Since the release of the iPhone SDK in March 2008, many developers have begun creating iPhone Apps that they sell (or give away for free) via the iTunes App Store. Today, about two years after the SDK-release, there are over 115.000 third-party applications available in the App Store, with over 3 billion downloads.
The set-up to sell your Apps in the App Store is pretty simple: You sign up as iPhone developer, pay the respective fee and download all the certificates and provisioning profiles needed to build the App. Via iTunes Connect, you submit the App to Apple, who will review it and either accept or reject it.
So far so good. But what about the musicians?
Having built such an easy way to submit Applications to the iTunes Store, I’d love to know why Apple has not yet opened up the iTunes Music Store for submissions too. There are tons of musicians all over the world who would like to sell their music via the iTunes Store.
Currently, there are only two ways to get your music into the iTunes Store: Via major or indie labels, and distributions (so called digital service providers). If you apply for direct access to the Store, you will most probably get an answer with a list of these digital service providers. The problem with distributions is, that they pick some 10% on your sales revenue. This may not sound like much, but it actually is. Let’s calculate an example: Your song costs 0,99€ in the iTunes Store. Apple picks 0,19€ (for royalties and commission). So you have 0,80€ left. If now you’d have direct access to the Store, you would get these 0,80€. But via distributions, you lose about 0,08€ again (there are distribution whose commission is bigger).
It’s not all about money. There’s another problem with distributions. As they set up your songs for the Store, there are often mistakes in the title / copyright information. They sometimes put bad artworks. And in addition, you have no transparency about your sales.
There surely are reasons why Apple did not open up the iTunes Music Store for everyone to sell their music. Let’s have a look at some of them:
Apple always cares about quality. To solve this problem there is a very easy way: Review the songs. Just like in the App Store.
Missing ISRC and EAN-13 codes
To set up an album for the iTunes Music Store, you need to assign an EAN-13 code (barcode) to the album, and an ISRC (International Standard Recoding Code) to every song on it.But again, this is not a problem. ISRC Codes are free to everyone, you just have to apply for a prefix, and then can proceed to assign ISRC’s to your songs (or videos). For EAN-13 Codes, Apple could consider attributing them themselves, by requiring a small set-up fee. And even if they don’t, you can, by paying an annual registration fee, register an EAN-13 prefix and assign your codes.
This is one of the biggest problems.

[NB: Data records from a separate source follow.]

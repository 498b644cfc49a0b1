use std::borrow::Cow;
use std::collections::BTreeMap;
use std::fmt;

use serde::Deserialize;

use crate::dataset::Dataset;
use crate::error::{Result, StatsError};
use crate::validate;

/// A dynamically typed input value.
///
/// Use this when the shape of the input is only known at runtime, e.g. when
/// it was deserialized from JSON or handed over by a foreign caller. Only a
/// [Value::List] of finite [Value::Number]s passes validation.
#[derive(Debug, Clone, PartialEq, Deserialize)]
#[serde(untagged)]
pub enum Value {
    Bool(bool),
    Number(f64),
    Text(String),
    List(Vec<Value>),
    Map(BTreeMap<String, Value>),
    // Last, so untagged deserialization tries the other shapes first.
    Null,
}

impl Value {
    /// Name of the variant, used in error messages.
    pub fn kind(&self) -> &'static str {
        match self {
            Value::Null => "null",
            Value::Bool(_) => "bool",
            Value::Number(_) => "number",
            Value::Text(_) => "text",
            Value::List(_) => "list",
            Value::Map(_) => "map",
        }
    }
}

impl fmt::Display for Value {
    fn fmt(&self, f: &mut fmt::Formatter<'_>) -> fmt::Result {
        match self {
            Value::Null => write!(f, "null"),
            Value::Bool(value) => write!(f, "{}", value),
            Value::Number(value) => write!(f, "{}", value),
            Value::Text(value) => write!(f, "{:?}", value),
            Value::List(values) => {
                write!(f, "[")?;
                for (index, value) in values.iter().enumerate() {
                    if index > 0 {
                        write!(f, ", ")?;
                    }
                    write!(f, "{}", value)?;
                }
                write!(f, "]")
            }
            Value::Map(entries) => {
                write!(f, "{{")?;
                for (index, (key, value)) in entries.iter().enumerate() {
                    if index > 0 {
                        write!(f, ", ")?;
                    }
                    write!(f, "{:?}: {}", key, value)?;
                }
                write!(f, "}}")
            }
        }
    }
}

impl From<f64> for Value {
    fn from(value: f64) -> Self {
        Value::Number(value)
    }
}

impl From<i64> for Value {
    fn from(value: i64) -> Self {
        Value::Number(value as f64)
    }
}

impl From<i32> for Value {
    fn from(value: i32) -> Self {
        Value::Number(value.into())
    }
}

impl From<bool> for Value {
    fn from(value: bool) -> Self {
        Value::Bool(value)
    }
}

impl From<&str> for Value {
    fn from(value: &str) -> Self {
        Value::Text(value.to_string())
    }
}

impl From<String> for Value {
    fn from(value: String) -> Self {
        Value::Text(value)
    }
}

impl<T> From<Vec<T>> for Value
where
    T: Into<Value>,
{
    fn from(values: Vec<T>) -> Self {
        Value::List(values.into_iter().map(Into::into).collect())
    }
}

impl Dataset for [Value] {
    fn numbers(&self) -> Result<Cow<'_, [f64]>> {
        let numbers = self
            .iter()
            .enumerate()
            .map(|(index, element)| match element {
                Value::Number(value) => validate::check_finite(index, *value),
                other => Err(validate::reject(StatsError::InvalidElement {
                    index,
                    found: other.to_string(),
                })),
            })
            .collect::<Result<Vec<_>>>()?;
        validate::check_non_empty(numbers).map(Cow::Owned)
    }
}

impl Dataset for Value {
    fn numbers(&self) -> Result<Cow<'_, [f64]>> {
        match self {
            Value::List(elements) => elements.numbers(),
            other => Err(validate::reject(StatsError::NotASequence {
                found: other.kind(),
            })),
        }
    }
}
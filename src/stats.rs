use log::trace;

use crate::dataset::Dataset;
use crate::error::Result;
use crate::frequency::FrequencyTable;

/// Arithmetic mean.
pub fn average<D>(data: &D) -> Result<f64>
where
    D: Dataset + ?Sized,
{
    let values = data.numbers()?;
    let average = mean_of(&values);
    trace!("average of {} values: {}", values.len(), average);
    Ok(average)
}

/// Largest element.
pub fn maximum<D>(data: &D) -> Result<f64>
where
    D: Dataset + ?Sized,
{
    let values = data.numbers()?;
    let mut iter = values.iter().copied();
    // Validated data is non-empty; the first element seeds the reduction.
    let first = iter.next().unwrap_or_default();
    Ok(iter.fold(first, f64::max))
}

/// Smallest element.
pub fn minimum<D>(data: &D) -> Result<f64>
where
    D: Dataset + ?Sized,
{
    let values = data.numbers()?;
    let mut iter = values.iter().copied();
    let first = iter.next().unwrap_or_default();
    Ok(iter.fold(first, f64::min))
}

/// Middle value of a sorted copy of the data. For an even number of elements
/// this is the mean of the two middle values.
pub fn median<D>(data: &D) -> Result<f64>
where
    D: Dataset + ?Sized,
{
    let mut sorted = data.numbers()?.into_owned();
    sorted.sort_by(f64::total_cmp);

    let middle = sorted.len() / 2;
    let median = if sorted.len() % 2 == 1 {
        sorted[middle]
    } else {
        midpoint(sorted[middle - 1], sorted[middle])
    };
    trace!("median of {} values: {}", sorted.len(), median);
    Ok(median)
}

/// Most frequent value(s), ascending.
///
/// Returns `Ok(None)` when no value is more representative than the others:
/// for a single element, and whenever every distinct value ties for the
/// highest count (e.g. `[1, 1, 1]` or `[1, 2, 1, 2]`). Several values are
/// returned when they share the highest count but others occur less often.
pub fn mode<D>(data: &D) -> Result<Option<Vec<f64>>>
where
    D: Dataset + ?Sized,
{
    let values = data.numbers()?;
    if values.len() == 1 {
        return Ok(None);
    }

    let table = FrequencyTable::from_values(&values);
    let max_count = table.max_count();
    let mut modes = table.values_with_count(max_count);

    if max_count * modes.len() == table.total() {
        trace!("no mode: all {} distinct values occur {} times", modes.len(), max_count);
        return Ok(None);
    }

    modes.sort_by(f64::total_cmp);
    trace!("mode of {} values: {:?}", values.len(), modes);
    Ok(Some(modes))
}

/// Difference between [maximum] and [minimum].
pub fn range<D>(data: &D) -> Result<f64>
where
    D: Dataset + ?Sized,
{
    Ok(maximum(data)? - minimum(data)?)
}

/// Population standard deviation (divides by `n`, not `n - 1`).
pub fn standard_deviation<D>(data: &D) -> Result<f64>
where
    D: Dataset + ?Sized,
{
    let values = data.numbers()?;
    let mean = average(data)?;
    let variance = mean_squared_deviation(&values, mean);
    let deviation = if variance.is_finite() {
        variance.sqrt()
    } else {
        // Squares overflowed: rescale so the largest magnitude is 1.
        let scale = values.iter().fold(0.0_f64, |acc, value| acc.max(value.abs()));
        let scaled = values.iter().map(|value| value / scale).collect::<Vec<_>>();
        mean_squared_deviation(&scaled, mean_of(&scaled)).sqrt() * scale
    };
    trace!("standard deviation of {} values: {}", values.len(), deviation);
    Ok(deviation)
}

/// Mean of a validated, non-empty slice. Falls back to summing pre-divided
/// values when the plain sum overflows.
fn mean_of(values: &[f64]) -> f64 {
    let count = values.len() as f64;
    let sum = values.iter().sum::<f64>();
    if sum.is_finite() {
        sum / count
    } else {
        values.iter().map(|value| value / count).sum()
    }
}

fn midpoint(low: f64, high: f64) -> f64 {
    let sum = low + high;
    if sum.is_finite() {
        sum / 2.0
    } else {
        low / 2.0 + high / 2.0
    }
}

fn mean_squared_deviation(values: &[f64], mean: f64) -> f64 {
    values
        .iter()
        .map(|value| {
            let diff = mean - *value;
            diff * diff
        })
        .sum::<f64>()
        / values.len() as f64
}
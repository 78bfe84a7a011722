use super::model::{Event, MergedEvent};

/// Collapses one day's events into display blocks.
///
/// Events are stably sorted by start time, then scanned left to right: an
/// event that starts exactly where the current block ends and shares its
/// subject, branch and direction extends that block. Anything else closes
/// the block. Overlapping events that do not qualify stay separate.
pub fn merge_day(events: &[Event]) -> Vec<MergedEvent> {
    let mut sorted: Vec<&Event> = events.iter().collect();
    sorted.sort_by_key(|e| e.start_time);

    let mut iter = sorted.into_iter();
    let Some(first) = iter.next() else {
        return Vec::new();
    };

    let mut merged = Vec::new();
    let mut current = start_block(first);
    for next in iter {
        if current.continues_into(next) {
            current.end_time = next.end_time;
            union_into(&mut current.teacher_names, &next.teacher_names);
            union_into(&mut current.student_names, &next.student_names);
        } else {
            merged.push(std::mem::replace(&mut current, start_block(next)));
        }
    }
    merged.push(current);
    merged
}

fn start_block(event: &Event) -> MergedEvent {
    let mut block = event.clone();
    block.teacher_names = Vec::with_capacity(event.teacher_names.len());
    block.student_names = Vec::with_capacity(event.student_names.len());
    union_into(&mut block.teacher_names, &event.teacher_names);
    union_into(&mut block.student_names, &event.student_names);
    block
}

/// Appends names not already present, keeping first-seen order.
fn union_into(dst: &mut Vec<String>, src: &[String]) {
    for name in src {
        if !dst.contains(name) {
            dst.push(name.clone());
        }
    }
}

#[cfg(test)]
mod tests {
    use super::*;
    use crate::schedule::model::{ClockTime, Weekday};
    use proptest::prelude::*;

    fn t(s: &str) -> ClockTime {
        ClockTime::parse(s).expect("time")
    }

    fn ev(id: &str, start: &str, end: &str, subject: &str) -> Event {
        Event {
            id: id.to_string(),
            day: Weekday::Monday,
            start_time: t(start),
            end_time: t(end),
            subject: subject.to_string(),
            branch_id: "branchA".to_string(),
            direction: "DirX".to_string(),
            teacher_names: vec![],
            student_names: vec![],
        }
    }

    #[test]
    fn contiguous_same_subject_runs_merge() {
        let out = merge_day(&[
            ev("1", "09:00", "10:00", "Math"),
            ev("2", "10:00", "11:00", "Math"),
        ]);
        assert_eq!(out.len(), 1);
        assert_eq!(out[0].id, "1");
        assert_eq!(out[0].start_time, t("09:00"));
        assert_eq!(out[0].end_time, t("11:00"));
    }

    #[test]
    fn different_subject_breaks_the_run() {
        let out = merge_day(&[
            ev("1", "09:00", "10:00", "Math"),
            ev("2", "10:00", "11:00", "Physics"),
        ]);
        assert_eq!(out.len(), 2);
        assert_eq!(out[1].subject, "Physics");
    }

    #[test]
    fn branch_and_direction_must_match() {
        let mut other_branch = ev("2", "10:00", "11:00", "Math");
        other_branch.branch_id = "branchB".into();
        let mut other_direction = ev("3", "11:00", "12:00", "Math");
        other_direction.direction = "DirY".into();
        let out = merge_day(&[ev("1", "09:00", "10:00", "Math"), other_branch, other_direction]);
        assert_eq!(out.len(), 3);
    }

    #[test]
    fn gap_prevents_merge() {
        let out = merge_day(&[
            ev("1", "09:00", "10:00", "Math"),
            ev("2", "10:05", "11:00", "Math"),
        ]);
        assert_eq!(out.len(), 2);
    }

    #[test]
    fn input_is_sorted_before_scanning() {
        let out = merge_day(&[
            ev("late", "10:00", "11:00", "Math"),
            ev("early", "09:00", "10:00", "Math"),
        ]);
        assert_eq!(out.len(), 1);
        assert_eq!(out[0].id, "early");
        assert_eq!(out[0].end_time, t("11:00"));
    }

    #[test]
    fn equal_start_times_keep_input_order() {
        let out = merge_day(&[
            ev("b", "09:00", "10:00", "Biology"),
            ev("a", "09:00", "10:00", "Art"),
        ]);
        let ids: Vec<&str> = out.iter().map(|e| e.id.as_str()).collect();
        assert_eq!(ids, vec!["b", "a"]);
    }

    #[test]
    fn broken_run_is_not_rejoined() {
        // Math 9-10, Art 10-11, Math 10-11: the second Math starts where the
        // first ended but Art closed the block in between.
        let out = merge_day(&[
            ev("1", "09:00", "10:00", "Math"),
            ev("2", "10:00", "11:00", "Art"),
            ev("3", "10:00", "11:00", "Math"),
        ]);
        assert_eq!(out.len(), 3);
        assert_eq!(out[0].end_time, t("10:00"));
    }

    #[test]
    fn people_lists_are_deduplicated_unions() {
        let mut a = ev("1", "09:00", "10:00", "Math");
        a.teacher_names = vec!["Karimov".into(), "Karimov".into()];
        a.student_names = vec!["Ali".into(), "Vali".into()];
        let mut b = ev("2", "10:00", "11:00", "Math");
        b.teacher_names = vec!["Saidova".into(), "Karimov".into()];
        b.student_names = vec!["Vali".into(), "Guli".into()];

        let out = merge_day(&[a, b]);
        assert_eq!(out[0].teacher_names, vec!["Karimov", "Saidova"]);
        assert_eq!(out[0].student_names, vec!["Ali", "Vali", "Guli"]);
    }

    #[test]
    fn empty_day_yields_no_blocks() {
        assert!(merge_day(&[]).is_empty());
    }

    fn arb_day() -> impl Strategy<Value = Vec<Event>> {
        let one = (0u32..20, 1u32..4, 0usize..3, 0usize..2).prop_map(|(slot, len, subj, dir)| {
            let start = 8 * 60 + slot * 30;
            let end = start + len * 30;
            Event {
                id: String::new(),
                day: Weekday::Monday,
                start_time: ClockTime::new(start / 60, start % 60).expect("start"),
                end_time: ClockTime::new(end / 60, end % 60).expect("end"),
                subject: ["Math", "Physics", "Art"][subj].to_string(),
                branch_id: "branchA".to_string(),
                direction: ["DirX", "DirY"][dir].to_string(),
                teacher_names: vec![format!("T{}", subj)],
                student_names: vec![],
            }
        });
        prop::collection::vec(one, 0..24).prop_map(|mut v| {
            for (i, e) in v.iter_mut().enumerate() {
                e.id = format!("e{}", i);
            }
            v
        })
    }

    fn covered_minutes(events: &[Event]) -> Vec<bool> {
        let mut minutes = vec![false; 24 * 60];
        for e in events {
            let (s, end) = (
                e.start_time.minutes_since_midnight() as usize,
                e.end_time.minutes_since_midnight() as usize,
            );
            for m in minutes.iter_mut().take(end).skip(s) {
                *m = true;
            }
        }
        minutes
    }

    proptest! {
        #[test]
        fn prop_merge_never_grows(events in arb_day()) {
            prop_assert!(merge_day(&events).len() <= events.len());
        }

        #[test]
        fn prop_merge_preserves_time_coverage(events in arb_day()) {
            let merged = merge_day(&events);
            prop_assert_eq!(covered_minutes(&merged), covered_minutes(&events));
        }

        #[test]
        fn prop_merge_is_idempotent(events in arb_day()) {
            let once = merge_day(&events);
            let twice = merge_day(&once);
            prop_assert_eq!(once, twice);
        }
    }
}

How can they know that the songs which are submitted to the Store are the musician’s / artist’s intellectual property? The answer is simple: They just can’t. But if a song is submitted via distributions, they don’t know it either.
These seem to be the most obvious issues, and as you can see, there is a simple solution to all of them. It shouldn’t be too difficult for Apple to open up the iTunes Music Store for musicians and artists, as there are several other online music stores which grant you direct access to submit your songs. You hear about it every day, about artists like Radiohead leaving their labels to exclusively self-promote and sell via the internet, I start asking myself why Apple hasn’t responded to the new trend. This is the future of music industry, either you self promote and sell your products yourself, or you sign with a major label. Indie labels are more and more run by artists, who want to do the business themselves.